Chapter One

Nel Rand - The Burning Jacket - Chapter One

Raynie: February 2000.

Erma Geddon woke up today, a month too early. She’s a California Desert Tortoise, and my best friend. We have four major things in common.

  1. We are both girls.
  2. Today is our birthdays. It’s Valentine’s Day. We don’t know the real day or year of Erma’s birth so I share my big day with her. She was rescued out on a highway near Palm Springs and the turtle rescue people decided that she’s around fifty years old. I was born in Anaheim Memorial Hospital just after midnight on February 14, 1989.
  3. Erma is on the endangered species list. And so is my sorry eleven-year-old ass.
  4. We both have scientific names. Her name is Gopherus agassizii, mine is Homo stupid.

I memorized Erma’s official moniker when I was five and a half. My dad, Ray (I prefer to call him Ray, now that he’s gone), used to quiz me in front of company to show off how smart I was. He would lift me onto a table and I would stand Indian tall, like my Granny Tooley, and recite, “Class: Reptilia, Order: Chelonia, Suborder: Cryptodira. Super Family: Testudinoidea, Family: Testudinidae, Genus: Gopherus, Species: agassizii.”

From Granny Tooley I learned the importance of naming things, like the animals and plants that live on the earth, birds that fly in the sky, learning the names of one’s ancestors, or hard ones like naming a wrong that needs righted. I use Erma’s genus and species now that I’m older, and have nothing to prove. I love the way it sounds, Gopherus agassizii.

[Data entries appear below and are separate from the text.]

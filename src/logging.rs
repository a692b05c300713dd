//! Log output.
//!
//! Stdout carries the inventory JSON, so every log line goes to stderr.
//! `RUST_LOG` takes precedence over the `-v` count.

use tracing_subscriber::EnvFilter;

/// Filter directive for a `-v` count.
pub fn default_directive(verbosity: u8) -> &'static str {
    match verbosity {
        0 => "warn",
        1 => "info",
        2 => "debug",
        _ => "trace",
    }
}

/// Install the global subscriber. Later calls are no-ops.
pub fn init(verbosity: u8) {
    let filter = EnvFilter::try_from_default_env()
        .unwrap_or_else(|_| EnvFilter::new(default_directive(verbosity)));

    let _ = tracing_subscriber::fmt()
        .with_env_filter(filter)
        .with_writer(std::io::stderr)
        .with_ansi(atty::is(atty::Stream::Stderr))
        .with_target(false)
        .try_init();
}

The words set my mind adrift on a silver sea, in a pea-green boat with billowing sails, in the company of the Owl and the Pussycat. We land in a place of long ago and far away where people live simple lives, laugh, and dance around bonfires, and never have to worry about nuclear war and clean air. A place where it's safe for kids to play and roam without fear that some pervert will snatch them from their front yards. A place where all the plants and animals, including humans, speak the same language and nobody kills off other species because they don't understand them. A place where the people you love never go away and leave you.

"Don't dawdle, Raynie. Get dressed."

I'm glad Mom interrupts my thoughts. I've boarded this downhill train too many times, as Ray would say, and it always ends with me wheezing and then sucking on my inhaler.

As you know, today is my birthday and I'm out in the garage getting my clothes out of the dryer. I plan to wear them to the La Brea Tar Pits, the place I chose to go for my celebration, if you want to call it that, and that's when I see Erma Geddon poke her head out between the wooden slats of her box, her eyes at half-mast. I miss her when she's asleep, and hope, for selfish reasons, that she will wake up.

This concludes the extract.